More than 20 flow battery chemistries, including zinc-bromine, zinc-cerium, and magnesium-vanadium, have been studied -- but the most researched and closest to commercialization is the vanadium redox flow battery (VRB). Vanadium, the dominant cost in that electrolyte, is a metal mined in Russia, China and South Africa with reserves in the U.S. and Canada, and is used predominantly as a steel additive. 

Russ Weed, VP of business development at UET, told GTM that the company's battery works well in a microgrid, in commercial and industrial applications, and in utility applications. In a previous interview, Weed said that a typical installation will cost “somewhere between $700 and $800 per kilowatt-hour,” a figure that includes all the components needed to interconnect with the grid, adding, “When we scale up to where we’re going, we’re going to be $500 per kilowatt-hour, all in." He adds that UET “beats the competition both on dollar per kilowatt-hour and on levelized cost.” Weed said that customers should require a figure that “includes all the installation costs and components needed to operate the system and interconnect with the grid, all in" before deciding on a particular technology. 

UET has built the largest-capacity flow battery in North America -- a 1-megawatt, 4-megawatt-hour vanadium redox flow battery sited at the Turner Substation in Pullman, Wash. to support Washington State University’s smart campus operations. The battery will be used for load shifting, frequency regulation, and voltage regulation. Weed stressed, “We can do peak shaving (or time shifting)...and frequency regulation concurrently."

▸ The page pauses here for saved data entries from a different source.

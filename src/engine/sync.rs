//! Descriptor-based file medium
//!
//! Drives a regular file (or block device) with plain `read`/`write` syscalls
//! on the descriptor's implicit position, the way a simple benchmark loop
//! does. The medium tracks the current position and only issues an `lseek`
//! when the next offset differs from it, so a sequential pass is a pure stream
//! of reads or writes while a random pass seeks before every transfer.
//!
//! # Direct IO
//!
//! Opening with `direct = true` adds `O_DIRECT`. The page cache is bypassed,
//! and buffers, offsets, and transfer sizes must be multiples of the logical
//! block size reported by [`Medium::alignment`].
//!
//! # Example
//!
//! ```no_run
//! use fsprobe::engine::{Medium, OpenMode};
//! use fsprobe::engine::sync::FileMedium;
//!
//! let mut medium = FileMedium::open("/tmp/testfile.dat", OpenMode::ReadOnly, false)?;
//! let mut buf = vec![0u8; 4096];
//! let n = medium.read_at(&mut buf, 0)?;
//! assert_eq!(n, 4096);
//! # Ok::<(), fsprobe::error::BenchError>(())
//! ```

use super::{Medium, MediumKind, OpenMode, DEFAULT_ALIGNMENT};
use crate::error::{BenchError, BenchResult};
use std::fs::{File, OpenOptions};
use std::os::unix::fs::OpenOptionsExt;
use std::os::unix::io::AsRawFd;
use std::path::Path;

/// File medium using read/write/lseek
pub struct FileMedium {
    file: File,
    size: u64,
    /// Current descriptor position
    position: u64,
    direct: bool,
    /// Logical block size (direct IO) or the default alignment
    alignment: usize,
}

impl FileMedium {
    /// Open an existing file
    ///
    /// # Errors
    ///
    /// `Io` if the open or the metadata query fails.
    pub fn open(path: impl AsRef<Path>, mode: OpenMode, direct: bool) -> BenchResult<Self> {
        let mut options = OpenOptions::new();
        options.read(mode.readable()).write(mode.writable());
        if direct {
            options.custom_flags(libc::O_DIRECT);
        }

        let file = options
            .open(path.as_ref())
            .map_err(|source| BenchError::Io { op: "open", source })?;

        let size = file
            .metadata()
            .map_err(|source| BenchError::Io { op: "fstat", source })?
            .len();

        let alignment = if direct {
            logical_block_size(&file)
        } else {
            DEFAULT_ALIGNMENT
        };

        Ok(Self {
            file,
            size,
            position: 0,
            direct,
            alignment,
        })
    }

    fn seek_to(&mut self, offset: u64) -> BenchResult<()> {
        if offset == self.position {
            return Ok(());
        }
        // SAFETY: lseek only requires a valid descriptor, which `file` owns.
        let result = unsafe {
            libc::lseek(self.file.as_raw_fd(), offset as libc::off_t, libc::SEEK_SET)
        };
        if result < 0 {
            return Err(BenchError::last_os("lseek"));
        }
        self.position = offset;
        Ok(())
    }
}

impl Medium for FileMedium {
    fn len(&self) -> u64 {
        self.size
    }

    fn alignment(&self) -> usize {
        self.alignment
    }

    fn kind(&self) -> MediumKind {
        if self.direct {
            MediumKind::DirectFile
        } else {
            MediumKind::File
        }
    }

    #[inline(always)]
    fn read_at(&mut self, buf: &mut [u8], offset: u64) -> BenchResult<usize> {
        self.seek_to(offset)?;
        // SAFETY: buf is a valid writable region of buf.len() bytes.
        let result = unsafe {
            libc::read(
                self.file.as_raw_fd(),
                buf.as_mut_ptr() as *mut libc::c_void,
                buf.len(),
            )
        };
        if result < 0 {
            return Err(BenchError::last_os("read"));
        }
        let n = result as usize;
        self.position += n as u64;
        Ok(n)
    }

    #[inline(always)]
    fn write_at(&mut self, buf: &[u8], offset: u64) -> BenchResult<usize> {
        self.seek_to(offset)?;
        // SAFETY: buf is a valid readable region of buf.len() bytes.
        let result = unsafe {
            libc::write(
                self.file.as_raw_fd(),
                buf.as_ptr() as *const libc::c_void,
                buf.len(),
            )
        };
        if result < 0 {
            return Err(BenchError::last_os("write"));
        }
        let n = result as usize;
        self.position += n as u64;
        if self.position > self.size {
            self.size = self.position;
        }
        Ok(n)
    }

    fn rewind(&mut self) -> BenchResult<()> {
        // Force a real seek: the tracked position is only a cache.
        self.position = u64::MAX;
        self.seek_to(0)
    }
}

/// O_DIRECT alignment for files under `path`
///
/// `path` may be a directory; its filesystem's block size is reported the
/// same way [`FileMedium::open`] would for a file created inside it.
pub fn direct_alignment(path: impl AsRef<Path>) -> BenchResult<usize> {
    let file = File::open(path.as_ref()).map_err(|source| BenchError::Io { op: "open", source })?;
    Ok(logical_block_size(&file))
}

/// Logical block size for O_DIRECT alignment
///
/// Tries the BLKSSZGET ioctl (block devices), then `st_blksize` (regular
/// files), and falls back to 512.
fn logical_block_size(file: &File) -> usize {
    let fd = file.as_raw_fd();

    let mut block_size: libc::c_int = 0;
    // SAFETY: BLKSSZGET writes a single c_int into block_size.
    let result = unsafe { libc::ioctl(fd, libc::BLKSSZGET, &mut block_size) };
    if result == 0 && block_size > 0 {
        return block_size as usize;
    }

    // SAFETY: fstat writes into a zeroed stat struct we own.
    let mut stat: libc::stat = unsafe { std::mem::zeroed() };
    let result = unsafe { libc::fstat(fd, &mut stat) };
    if result == 0 {
        let blksize = stat.st_blksize as usize;
        if blksize >= DEFAULT_ALIGNMENT && blksize.is_power_of_two() {
            return blksize;
        }
    }

    DEFAULT_ALIGNMENT
}
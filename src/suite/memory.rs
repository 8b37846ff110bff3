//! Memory suites: mapped device or file, then anonymous memory
//!
//! The mapped half measures in-place `memcpy` to and from a shared mapping,
//! typically of a DAX device. The anonymous half runs the same four patterns
//! over heap regions, first cold (every page faulted inside the loop) and
//! then hot (pre-touched).

use super::{creation_chunk, measure, test_spec, SuiteResult, GIB};
use crate::config::workload::TestType;
use crate::config::SuiteConfig;
use crate::engine::heap::HeapMedium;
use crate::engine::mmap::MappedMedium;
use crate::engine::OpenMode;
use crate::output::text::{format_bytes, print_banner};
use crate::target::TestFile;
use crate::Result;
use anyhow::Context;
use std::path::Path;

const MAP_FILE: &str = "fs_mmap.dat";
/// Length mapped from a device when no size is given
const DEFAULT_DEVICE_LENGTH: u64 = 3 * GIB;
const DEFAULT_FILE_LENGTH: u64 = GIB;
const DEFAULT_IO_SIZE: usize = 4096;

/// Mapped seq/rand read/write, then heap cold and hot
pub fn mmap(config: &SuiteConfig) -> Result<Vec<SuiteResult>> {
    let io_size = config.io_size_or(DEFAULT_IO_SIZE);
    let repeat = config.repeat_or(1);

    let mut results = Vec::with_capacity(12);

    // The guard keeps a created file alive until the mapped tests finish
    let (length, _file) = match &config.device {
        Some(device) => {
            let length = config.file_size_or(DEFAULT_DEVICE_LENGTH);
            print_banner(&format!("Mapping {} of {}", format_bytes(length), device.display()));
            results.extend(mapped_tests(config, device, length, io_size, repeat)?);
            (length, None)
        }
        None => {
            let length = config.file_size_or(DEFAULT_FILE_LENGTH);
            let file = TestFile::create(config.path(MAP_FILE), length, creation_chunk(length, io_size), false)?;
            print_banner(&format!("Mapping {} of {}", format_bytes(length), file.path().display()));
            results.extend(mapped_tests(config, file.path(), length, io_size, repeat)?);
            (length, Some(file))
        }
    };

    let heap_len = usize::try_from(length).context("memory test length exceeds the address space")?;
    for hot in [false, true] {
        print_banner(if hot {
            "Anonymous memory, pre-touched"
        } else {
            "Anonymous memory, each page first touched inside the loop"
        });
        for test in TestType::ALL {
            let medium = if hot {
                HeapMedium::hot(heap_len)?
            } else {
                HeapMedium::new(heap_len)?
            };
            let m = measure(medium, test_spec(config, test, length, io_size, repeat)?)?;
            let label = format!("Anonymous {} ({})", heap_label(test), if hot { "hot" } else { "cold" });
            let result = SuiteResult::from_measurement(label, Some(test), io_size, &m);
            result.report();
            results.push(result);
        }
    }

    Ok(results)
}

fn mapped_tests(config: &SuiteConfig, path: &Path, length: u64, io_size: usize, repeat: u32) -> Result<Vec<SuiteResult>> {
    TestType::ALL
        .iter()
        .map(|&test| -> Result<SuiteResult> {
            let mode = if test.is_write() {
                OpenMode::ReadWrite
            } else {
                OpenMode::ReadOnly
            };
            let medium = MappedMedium::open(path, mode, Some(length))
                .with_context(|| format!("Failed to map {}", path.display()))?;
            let m = measure(medium, test_spec(config, test, length, io_size, repeat)?)?;

            let result = SuiteResult::from_measurement(mapped_label(test), Some(test), io_size, &m);
            result.report();
            Ok(result)
        })
        .collect()
}

fn mapped_label(test: TestType) -> &'static str {
    match test {
        TestType::SeqRead => "Seq Mmap Read",
        TestType::SeqWrite => "Seq Mmap Write",
        TestType::RandRead => "Rand Mmap Read",
        TestType::RandWrite => "Rand Mmap Write",
    }
}

fn heap_label(test: TestType) -> &'static str {
    match test {
        TestType::SeqRead => "seq read",
        TestType::SeqWrite => "seq write",
        TestType::RandRead => "rand read",
        TestType::RandWrite => "rand write",
    }
}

Other UET customers include Energiespeicher Nord GmbH & Co., City of New York Department of Citywide Administrative Services, Terna and Viessmann Group.

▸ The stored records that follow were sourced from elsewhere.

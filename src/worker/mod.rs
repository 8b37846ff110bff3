//! Access loop execution
//!
//! This module implements [`AccessPattern`], the core execution unit. It owns
//! one medium, one transfer buffer, and a precomputed offset sequence, and
//! runs the timed loop described by an [`AccessSpec`].
//!
//! # Lifecycle
//!
//! 1. **Creation**: `AccessPattern::new()` validates the spec against the
//!    medium, allocates an aligned buffer, fills it with random data for write
//!    runs, and builds the offset sequence. All of this happens before timing.
//! 2. **Execution**: `run()` performs `repeat` passes over the offsets, one
//!    unit-sized transfer per offset, bracketed by fenced clock reads.
//! 3. **Result**: a [`Measurement`] with elapsed nanoseconds and bytes moved.
//!
//! Any failed or short transfer aborts the run. Nothing is retried.
//!
//! # Example
//!
//! ```
//! use fsprobe::config::workload::{AccessSpec, Direction, Ordering};
//! use fsprobe::engine::heap::HeapMedium;
//! use fsprobe::worker::AccessPattern;
//!
//! let spec = AccessSpec::new(4096 * 16, 4096, Direction::Write, Ordering::Random, 2)?;
//! let medium = HeapMedium::new(4096 * 16)?;
//! let mut pattern = AccessPattern::new(medium, spec)?;
//!
//! let measurement = pattern.run()?;
//! assert_eq!(measurement.bytes, 4096 * 16 * 2);
//! # Ok::<(), fsprobe::error::BenchError>(())
//! ```

pub mod pool;

use crate::config::workload::{AccessSpec, Direction, ThinkTime, ThinkTimeMode};
use crate::distribution::shuffle::clock_seed;
use crate::distribution::OffsetSequence;
use crate::engine::{Medium, MediumKind, DEFAULT_ALIGNMENT};
use crate::error::{BenchError, BenchResult};
use crate::stats::Measurement;
use crate::util::buffer::AlignedBuffer;
use crate::util::clock::FencedInstant;
use rand::{Rng, SeedableRng};
use rand_xoshiro::Xoshiro256PlusPlus;

/// Timed access loop over one medium
pub struct AccessPattern<M: Medium> {
    /// Worker id; salts the generators in pool runs
    id: usize,
    medium: M,
    spec: AccessSpec,
    offsets: OffsetSequence,
    buffer: AlignedBuffer,
    /// Read/write selection for mixed runs
    rng: Xoshiro256PlusPlus,
}

impl<M: Medium> AccessPattern<M> {
    /// Build a pattern with offsets derived from the spec
    pub fn new(medium: M, spec: AccessSpec) -> BenchResult<Self> {
        Self::for_worker(0, medium, spec)
    }

    /// Build a pattern for pool worker `id`
    ///
    /// Each worker gets independently seeded generators.
    pub fn for_worker(id: usize, medium: M, spec: AccessSpec) -> BenchResult<Self> {
        let offsets = OffsetSequence::for_spec(&spec, id as u64);
        Self::with_offsets(id, medium, spec, offsets)
    }

    /// Build a pattern with a caller-supplied offset sequence
    ///
    /// # Errors
    ///
    /// `Config` when the medium is shorter than the spec's length, the
    /// sequence does not match the spec, or the unit size violates the
    /// medium's alignment requirement.
    pub fn with_offsets(
        id: usize,
        medium: M,
        spec: AccessSpec,
        offsets: OffsetSequence,
    ) -> BenchResult<Self> {
        if medium.len() < spec.length() {
            return Err(BenchError::config(format!(
                "{} medium holds {} bytes, access length is {}",
                medium.kind(),
                medium.len(),
                spec.length()
            )));
        }
        if offsets.len() as u64 != spec.block_count() || offsets.unit_size() != spec.unit_size() as u64 {
            return Err(BenchError::config(format!(
                "offset sequence ({} x {}) does not match spec ({} x {})",
                offsets.len(),
                offsets.unit_size(),
                spec.block_count(),
                spec.unit_size()
            )));
        }

        let alignment = medium.alignment();
        if medium.kind() == MediumKind::DirectFile && spec.unit_size() % alignment != 0 {
            return Err(BenchError::config(format!(
                "unit size {} is not a multiple of the direct IO block size {}",
                spec.unit_size(),
                alignment
            )));
        }

        let mut buffer = AlignedBuffer::new(spec.unit_size(), alignment.max(DEFAULT_ALIGNMENT))?;
        if !matches!(spec.direction(), Direction::Read) {
            buffer.fill_random();
        }

        let seed = spec
            .seed()
            .map(|s| s.wrapping_add(id as u64).rotate_left(17))
            .unwrap_or_else(|| clock_seed(id as u64 + 1));

        Ok(Self {
            id,
            medium,
            spec,
            offsets,
            buffer,
            rng: Xoshiro256PlusPlus::seed_from_u64(seed),
        })
    }

    pub fn id(&self) -> usize {
        self.id
    }

    pub fn spec(&self) -> &AccessSpec {
        &self.spec
    }

    pub fn medium(&self) -> &M {
        &self.medium
    }

    /// Transfer buffer: the source of writes, the destination of reads
    pub fn buffer(&self) -> &[u8] {
        self.buffer.as_slice()
    }

    /// Run the timed loop
    pub fn run(&mut self) -> BenchResult<Measurement> {
        self.run_inspect(|_, _| {})
    }

    /// Run the timed loop, handing every completed read to `inspect`
    ///
    /// `inspect(offset, data)` runs inside the timed region; keep it cheap or
    /// use it only for verification runs.
    pub fn run_inspect<F>(&mut self, mut inspect: F) -> BenchResult<Measurement>
    where
        F: FnMut(u64, &[u8]),
    {
        let unit = self.spec.unit_size();
        let think_time = self.spec.think_time();
        let direction = self.spec.direction();
        let mut m = Measurement::default();

        tracing::debug!(
            worker = self.id,
            medium = %self.medium.kind(),
            length = self.spec.length(),
            unit,
            ordering = %self.spec.ordering(),
            repeat = self.spec.repeat(),
            "starting access loop"
        );

        let start = FencedInstant::now();

        for _ in 0..self.spec.repeat() {
            self.medium.rewind()?;

            for offset in self.offsets.iter() {
                let is_write = match direction {
                    Direction::Read => false,
                    Direction::Write => true,
                    Direction::Mixed { write_ratio } => self.rng.gen::<f64>() < write_ratio,
                };

                let n = if is_write {
                    self.medium.write_at(self.buffer.as_slice(), offset)?
                } else {
                    let n = self.medium.read_at(self.buffer.as_mut_slice(), offset)?;
                    if n == unit {
                        inspect(offset, self.buffer.as_slice());
                    }
                    n
                };

                if n != unit {
                    return Err(BenchError::ShortTransfer {
                        offset,
                        expected: unit,
                        actual: n,
                    });
                }

                if is_write {
                    m.bytes_written += n as u64;
                } else {
                    m.bytes_read += n as u64;
                }
                m.transfers += 1;

                if let Some(ref think) = think_time {
                    apply_think_time(think);
                }
            }
        }

        let end = FencedInstant::now();

        m.elapsed_ns = end.nanos_since(start);
        m.bytes = m.bytes_read + m.bytes_written;

        tracing::debug!(
            worker = self.id,
            bytes = m.bytes,
            elapsed_ns = m.elapsed_ns,
            "access loop finished"
        );

        Ok(m)
    }
}

/// Delay after a transfer
fn apply_think_time(think: &ThinkTime) {
    match think.mode {
        ThinkTimeMode::Sleep => std::thread::sleep(think.duration),
        ThinkTimeMode::Spin => {
            let start = FencedInstant::now();
            while start.elapsed() < think.duration {
                std::hint::spin_loop();
            }
        }
    }
}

Weed said, “I would submit we are the leading flow battery now and are working hard to scale up the channel. We have a pipeline of gigawatt-hours of projects we’re working on.”

Today's fleet of flow battery companies has developed some momentum in terms of capital, personnel and deployments in real-world applications. Firms such as UET, ViZn, Primus, Sumitomo and Imergy are finally installing flow batteries that pencil out financially without incentives.

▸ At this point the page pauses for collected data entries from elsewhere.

//! fsprobe CLI entry point

use anyhow::{Context, Result};
use fsprobe::config::{self, cli::Cli, validator};
use fsprobe::suite;
use tracing_subscriber::{fmt, EnvFilter};

fn main() -> Result<()> {
    let cli = Cli::parse_args();
    init_logging(cli.debug);
    cli.validate()?;

    println!("fsprobe v{}", env!("CARGO_PKG_VERSION"));

    let config = config::load(&cli)?;
    validator::validate_config(cli.suite, &config).context("Configuration validation failed")?;
    tracing::debug!(?config, "effective configuration");

    suite::run(cli.suite, &config)?;
    Ok(())
}

/// Log to stderr; `RUST_LOG` wins over the `--debug` default
fn init_logging(debug: bool) {
    let default_filter = if debug { "fsprobe=debug" } else { "fsprobe=warn" };

    let filter = std::env::var("RUST_LOG")
        .ok()
        .and_then(|expr| EnvFilter::try_new(expr).ok())
        .unwrap_or_else(|| EnvFilter::new(default_filter));

    let _ = fmt()
        .with_writer(std::io::stderr)
        .with_env_filter(filter)
        .with_target(false)
        .try_init();
}
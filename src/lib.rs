//! fsprobe - storage IO throughput microbenchmarks
//!
//! fsprobe measures how fast a storage stack moves data under fixed, simple
//! access patterns: sequential and random reads and writes of a constant
//! transfer size over a file, a raw device, a memory mapping, or anonymous
//! memory, from one thread or many.
//!
//! # Architecture
//!
//! - **Media** ([`engine`]): file descriptors (buffered or `O_DIRECT`),
//!   shared mappings, heap regions, io_uring
//! - **Access loop** ([`worker`]): one unit transfer per precomputed offset,
//!   timed with fenced monotonic clock reads
//! - **Pools** ([`worker::pool`]): one scoped thread per job, wall-clock
//!   aggregate throughput
//! - **Suites** ([`suite`]): fixed measurement series printed as
//!   `"<label> throughput: N.NN MB/s"`

pub mod config;
pub mod distribution;
pub mod engine;
pub mod error;
pub mod output;
pub mod stats;
pub mod suite;
pub mod target;
pub mod util;
pub mod worker;

// Re-export commonly used types
pub use config::SuiteConfig;
pub use engine::Medium;
pub use error::{BenchError, BenchResult};
pub use worker::AccessPattern;

/// Result type used by suites and the CLI
pub type Result<T> = anyhow::Result<T>;
//! Backing media for access loops
//!
//! A medium is the thing a benchmark moves bytes to and from. Different media
//! use different kernel interfaces (read/write syscalls, O_DIRECT, mmap +
//! memcpy, io_uring, plain heap memory), but the access loop drives all of them
//! through the [`Medium`] trait and stays agnostic to the mechanism.
//!
//! # Media
//!
//! - **File** ([`sync::FileMedium`]): file descriptor driven with
//!   `read`/`write`/`lseek`; optional O_DIRECT
//! - **Mapped** ([`mmap::MappedMedium`]): shared mapping of a file or DAX device
//! - **Heap** ([`heap::HeapMedium`]): anonymous memory, optionally pre-touched
//! - **io_uring** ([`io_uring::UringMedium`]): positioned reads/writes through a
//!   ring at queue depth 1 (feature `io_uring`)
//!
//! # Transfer contract
//!
//! Every call performs exactly one transfer and reports how many bytes moved.
//! Media never retry: a short count is returned as-is and the caller treats it
//! as fatal, because a retried transfer would distort the measurement.

use crate::error::BenchResult;
use std::fmt;

/// Backing store for an access loop
///
/// Media must be `Send` so a pool can move each one into its own worker
/// thread. They are not shared between threads.
pub trait Medium: Send {
    /// Total addressable length in bytes
    fn len(&self) -> u64;

    fn is_empty(&self) -> bool {
        self.len() == 0
    }

    /// Required alignment of buffers, offsets, and transfer sizes
    fn alignment(&self) -> usize;

    fn kind(&self) -> MediumKind;

    /// Copy up to `buf.len()` bytes at `offset` into `buf`
    ///
    /// Returns the number of bytes actually transferred.
    fn read_at(&mut self, buf: &mut [u8], offset: u64) -> BenchResult<usize>;

    /// Copy `buf` to `offset`
    ///
    /// Returns the number of bytes actually transferred.
    fn write_at(&mut self, buf: &[u8], offset: u64) -> BenchResult<usize>;

    /// Reset to offset 0 before a new pass
    ///
    /// Descriptor media seek back to the start; address-based media have no
    /// position and keep the default no-op.
    fn rewind(&mut self) -> BenchResult<()> {
        Ok(())
    }
}

/// Medium flavor, used for labels and logging
#[derive(Debug, Clone, Copy, PartialEq, Eq)]
pub enum MediumKind {
    File,
    DirectFile,
    Mapped,
    Heap,
    Uring,
}

impl fmt::Display for MediumKind {
    fn fmt(&self, f: &mut fmt::Formatter<'_>) -> fmt::Result {
        match self {
            MediumKind::File => write!(f, "file"),
            MediumKind::DirectFile => write!(f, "direct-file"),
            MediumKind::Mapped => write!(f, "mmap"),
            MediumKind::Heap => write!(f, "heap"),
            MediumKind::Uring => write!(f, "io_uring"),
        }
    }
}

/// How a file-backed medium is opened
#[derive(Debug, Clone, Copy, PartialEq, Eq)]
pub enum OpenMode {
    ReadOnly,
    WriteOnly,
    ReadWrite,
}

impl OpenMode {
    pub(crate) fn readable(self) -> bool {
        matches!(self, OpenMode::ReadOnly | OpenMode::ReadWrite)
    }

    pub(crate) fn writable(self) -> bool {
        matches!(self, OpenMode::WriteOnly | OpenMode::ReadWrite)
    }
}

/// Default buffer alignment for media without a hard requirement
pub const DEFAULT_ALIGNMENT: usize = 512;

/// Clamp a copy of `len` bytes at `offset` to a region of `size` bytes
///
/// Shared by the address-based media: copies past the end are cut short and
/// the caller sees the short count.
#[inline(always)]
pub(crate) fn clamp_copy(size: usize, offset: u64, len: usize) -> usize {
    let offset = offset as usize;
    if offset >= size {
        0
    } else {
        len.min(size - offset)
    }
}

pub mod heap;
pub mod mmap;
pub mod sync;

#[cfg(feature = "io_uring")]
pub mod io_uring;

UET has deployed or has on order 10 megawatts/40 megawatt-hours of its vanadium flow battery. 

The majority of deployed capacity in the U.S. this past quarter was in the utility-scale (front-of-meter) segment, with 46.6 megawatts deployed, predominantly lithium-ion battery technology. As energy storage services mature, it is presumed that longer-duration systems will prevail and new technologies will emerge.

GTM Research expects the U.S. to deploy 192 megawatts this year, tripling last year’s total.

FIGURE: U.S. Energy Storage Deployments, Q3 2013-Q3 2015 (Megawatts)

Source: U.S. Energy Storage Monitor

We recently published a guide to flow batteries in our initial Technology Squared column. Here's a table from that report.

FIGURE: Flow Battery System Vendors

Source: GTM Squared article, "Long-Duration Energy Storage: Flow Battery Industry and Technology Survey"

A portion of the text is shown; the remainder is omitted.